The FHS participates in numerous national and international genetic consortia, including the Cohorts for Heart
and Aging Research in Genomic Epidemiology, which
have been responsible for uncovering genetic variations
associated with multiple CVD and non-CVD phenotypes.
In addition, the human exome has been investigated using
the Exome chip, Exome Sequence Project and wholegenome sequencing with high fidelity.8 FHS ‘omics’ data
collected include whole-blood DNA methylation, transcriptomics, microRNA, metabolomics and proteomics.

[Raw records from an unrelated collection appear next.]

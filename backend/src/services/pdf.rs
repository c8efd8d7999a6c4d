//! PDF renderer backed by the poppler command line tools
//!
//! Page counts come from `pdfinfo`, page rasterization from `pdftoppm`.
//! Both run as child processes under a timeout.

use crate::config::RenderConfig;
use std::path::Path;
use std::process::Output;
use std::time::Duration;
use thiserror::Error;
use tokio::process::Command;
use tokio::time::timeout;
use tracing::{debug, error, info};

/// PNG file signature
const PNG_SIGNATURE: &[u8] = b"\x89PNG\r\n\x1a\n";

/// Errors that can occur while inspecting or rasterizing a PDF
#[derive(Error, Debug)]
pub enum RenderError {
    /// Renderer exited with a non-zero exit code
    #[error("Renderer failed: {0}")]
    ProcessFailed(String),

    /// Renderer exceeded the timeout limit
    #[error("Renderer timed out after {0} seconds")]
    Timeout(u64),

    /// Failed to spawn the renderer (e.g., not installed)
    #[error("Failed to spawn renderer: {0}")]
    SpawnFailed(#[from] std::io::Error),

    /// Renderer produced output that could not be interpreted
    #[error("Unexpected renderer output: {0}")]
    InvalidOutput(String),
}

/// Rasterizes PDF pages and reports page counts
#[derive(Debug, Clone)]
pub struct PdfRenderer {
    pdftoppm: String,
    pdfinfo: String,
    dpi: u32,
    timeout: Duration,
}

impl PdfRenderer {
    /// Create a renderer from configuration
    pub fn new(config: &RenderConfig) -> Self {
        Self {
            pdftoppm: config.pdftoppm.clone(),
            pdfinfo: config.pdfinfo.clone(),
            dpi: config.dpi,
            timeout: Duration::from_secs(config.timeout_secs),
        }
    }

    /// Count the pages of the PDF at `path`
    pub async fn page_count(&self, path: &Path) -> Result<u32, RenderError> {
        let mut cmd = Command::new(&self.pdfinfo);
        cmd.arg(path);

        let output = self.run(cmd, &self.pdfinfo).await?;
        let stdout = String::from_utf8_lossy(&output.stdout);
        let pages = parse_page_count(&stdout)?;

        debug!(path = %path.display(), pages, "Counted PDF pages");
        Ok(pages)
    }

    /// Rasterize a single 1-based page of the PDF at `path` to PNG bytes
    pub async fn render_page(&self, path: &Path, page: u32) -> Result<Vec<u8>, RenderError> {
        let page_arg = page.to_string();
        let mut cmd = Command::new(&self.pdftoppm);
        cmd.arg("-png")
            .arg("-r")
            .arg(self.dpi.to_string())
            .arg("-f")
            .arg(&page_arg)
            .arg("-l")
            .arg(&page_arg)
            .arg("-singlefile")
            .arg(path);

        let output = self.run(cmd, &self.pdftoppm).await?;
        if !output.stdout.starts_with(PNG_SIGNATURE) {
            return Err(RenderError::InvalidOutput(format!(
                "{} did not produce a PNG image ({} bytes)",
                self.pdftoppm,
                output.stdout.len()
            )));
        }

        info!(
            path = %path.display(),
            page,
            bytes = output.stdout.len(),
            "Rendered PDF page"
        );
        Ok(output.stdout)
    }

    async fn run(&self, mut cmd: Command, program: &str) -> Result<Output, RenderError> {
        cmd.kill_on_drop(true);
        debug!(program, "Spawning renderer");

        match timeout(self.timeout, cmd.output()).await {
            Ok(Ok(output)) if output.status.success() => Ok(output),
            Ok(Ok(output)) => {
                let stderr = String::from_utf8_lossy(&output.stderr);
                let exit_code = output.status.code().unwrap_or(-1);
                error!(program, exit_code, stderr = %stderr, "Renderer failed");
                Err(RenderError::ProcessFailed(format!(
                    "{} exited with code {}: {}",
                    program,
                    exit_code,
                    stderr.trim()
                )))
            }
            Ok(Err(e)) => {
                error!(program, error = %e, "Failed to spawn renderer");
                Err(RenderError::SpawnFailed(e))
            }
            Err(_) => {
                error!(
                    program,
                    timeout_secs = self.timeout.as_secs(),
                    "Renderer timed out"
                );
                Err(RenderError::Timeout(self.timeout.as_secs()))
            }
        }
    }
}

/// Extract the page count from `pdfinfo` output
///
/// Document metadata (Title, Subject, Keywords) is printed before the page
/// count and may itself contain a `Pages:` line, so the last one wins.
pub fn parse_page_count(info: &str) -> Result<u32, RenderError> {
    info.lines()
        .filter_map(|line| line.strip_prefix("Pages:"))
        .last()
        .ok_or_else(|| RenderError::InvalidOutput("missing 'Pages:' line".to_string()))?
        .trim()
        .parse()
        .map_err(|e| RenderError::InvalidOutput(format!("invalid page count: {}", e)))
}

#[cfg(test)]
mod tests {
    use super::*;
    use serial_test::serial;

    const PDFINFO_OUTPUT: &str = "Title:           Quarterly report\n\
        Producer:        LibreOffice 7.3\n\
        Tagged:          no\n\
        Pages:           12\n\
        Encrypted:       no\n\
        Page size:       595.304 x 841.89 pts (A4)\n";

    fn renderer_with(pdftoppm: &str, pdfinfo: &str, timeout_secs: u64) -> PdfRenderer {
        PdfRenderer::new(&RenderConfig {
            pdftoppm: pdftoppm.to_string(),
            pdfinfo: pdfinfo.to_string(),
            dpi: 72,
            timeout_secs,
        })
    }

    #[test]
    fn test_parse_page_count() {
        assert_eq!(parse_page_count(PDFINFO_OUTPUT).unwrap(), 12);
    }

    #[test]
    fn test_parse_page_count_ignores_metadata_lines() {
        // A Title containing a newline can smuggle in an earlier "Pages:" line
        let info = "Title:          x\nPages: 999\nProducer:       y\nPages:          3\nEncrypted:      no\n";
        assert_eq!(parse_page_count(info).unwrap(), 3);
    }

    #[test]
    fn test_parse_page_count_missing_line() {
        let result = parse_page_count("Title: nothing here\n");
        assert!(matches!(result, Err(RenderError::InvalidOutput(_))));
    }

    #[test]
    fn test_parse_page_count_garbage() {
        let result = parse_page_count("Pages: many\n");
        assert!(matches!(result, Err(RenderError::InvalidOutput(_))));
    }

    #[tokio::test]
    #[serial]
    async fn test_missing_program_is_spawn_failure() {
        let renderer = renderer_with(
            "nonexistent-pdftoppm-12345",
            "nonexistent-pdfinfo-12345",
            5,
        );
        let result = renderer.page_count(Path::new("whatever.pdf")).await;
        assert!(matches!(result, Err(RenderError::SpawnFailed(_))));

        let result = renderer.render_page(Path::new("whatever.pdf"), 1).await;
        assert!(matches!(result, Err(RenderError::SpawnFailed(_))));
    }

    #[cfg(unix)]
    #[tokio::test]
    #[serial]
    async fn test_non_zero_exit_is_process_failure() {
        // `false` ignores its arguments and exits with 1
        let renderer = renderer_with("false", "false", 5);
        let result = renderer.page_count(Path::new("doc.pdf")).await;
        assert!(matches!(result, Err(RenderError::ProcessFailed(_))));
    }

    #[cfg(unix)]
    #[tokio::test]
    #[serial]
    async fn test_non_png_output_rejected() {
        // `echo` succeeds but prints its arguments instead of an image
        let renderer = renderer_with("echo", "echo", 5);
        let result = renderer.render_page(Path::new("doc.pdf"), 1).await;
        assert!(matches!(result, Err(RenderError::InvalidOutput(_))));
    }

    #[cfg(unix)]
    #[tokio::test]
    #[serial]
    async fn test_page_count_from_pdfinfo() {
        let temp_dir = tempfile::tempdir().expect("Failed to create temp dir");
        let config = crate::services::test_utils::fake_poppler(temp_dir.path(), 2);

        let renderer = PdfRenderer::new(&config);
        let pages = renderer
            .page_count(Path::new("doc.pdf"))
            .await
            .expect("Should count pages");
        assert_eq!(pages, 2);
    }

    #[cfg(unix)]
    #[tokio::test]
    #[serial]
    async fn test_render_page_returns_png() {
        use crate::services::test_utils::{fake_poppler, FAKE_PNG};

        let temp_dir = tempfile::tempdir().expect("Failed to create temp dir");
        let renderer = PdfRenderer::new(&fake_poppler(temp_dir.path(), 2));

        let png = renderer
            .render_page(Path::new("doc.pdf"), 2)
            .await
            .expect("Should render page");
        assert_eq!(png, FAKE_PNG.to_vec());
    }

    #[cfg(unix)]
    #[tokio::test]
    #[serial]
    async fn test_slow_renderer_times_out() {
        let temp_dir = tempfile::tempdir().expect("Failed to create temp dir");
        let slow = crate::services::test_utils::write_script(temp_dir.path(), "slow", "sleep 5");
        let slow = slow.to_string_lossy().to_string();

        let renderer = renderer_with(&slow, &slow, 1);
        let started = std::time::Instant::now();
        let result = renderer.page_count(Path::new("doc.pdf")).await;

        assert!(matches!(result, Err(RenderError::Timeout(1))));
        assert!(started.elapsed() < Duration::from_secs(4));
    }

    #[test]
    fn test_renderer_from_config() {
        let renderer = PdfRenderer::new(&RenderConfig::default());
        assert_eq!(renderer.pdftoppm, "pdftoppm");
        assert_eq!(renderer.pdfinfo, "pdfinfo");
        assert_eq!(renderer.timeout, Duration::from_secs(30));
    }
}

Embodying collaboration and innovation in genetic studies, the FHS has led several pivotal investigations of the
role of genetics in multiple aspects of CVD.8,18–20 A successful FHS training programme in cardiovascular epidemiology has contributed to the training of a large
number of scientists. In summary, FHS currently is a very
richly phenotyped and genotyped population health laboratory in which novel hypotheses can be tested. It brings
together such a dense array of phenotypes such that it can
be likened to a human phenome project.
In addition to the epidemiological foundations laid by
FHS, the FHS legacy can be seen in the formation of additional epidemiological cohort studies in the wake of FHS
successes. Such cohorts as Atherosclerosis Risk in
Communities and the Cardiovascular Health Study in middle-aged and older adults, respectively, and the MultiEthnic Study of Atherosclerosis created in recent decades,
were designed similarly to the FHS, including longitudinally followed examination cycles and standardized protocols in measures and to define outcomes of interest. These
studies, which have included greater racial and ethnic diversity in their participants, likewise have been critical in
defining epidemiological associations of subclinical CVD.
Thus, the legacy of the FHS is far-reaching and the principles established decades ago have only expanded to
greater depths.
Where we are headed
Epidemiological cohort studies including the FHS have led
to dramatic advances in our understanding and reduction
in the prevalence and incidence of CVD in the USA over
the past several decades. Greater amounts of data collected
on individuals, including digital data, e-health data (electronic health record and CMS data), m-health data (collected using mobile devices) and the notion of the
‘quantified self’ may result in greater scientific discoveries.
International Journal of Epidemiology, 2015, Vol. 44, No. 6
Efforts are ongoing to better capture the diversity of the
‘exposome’, including that of the ‘built environment’.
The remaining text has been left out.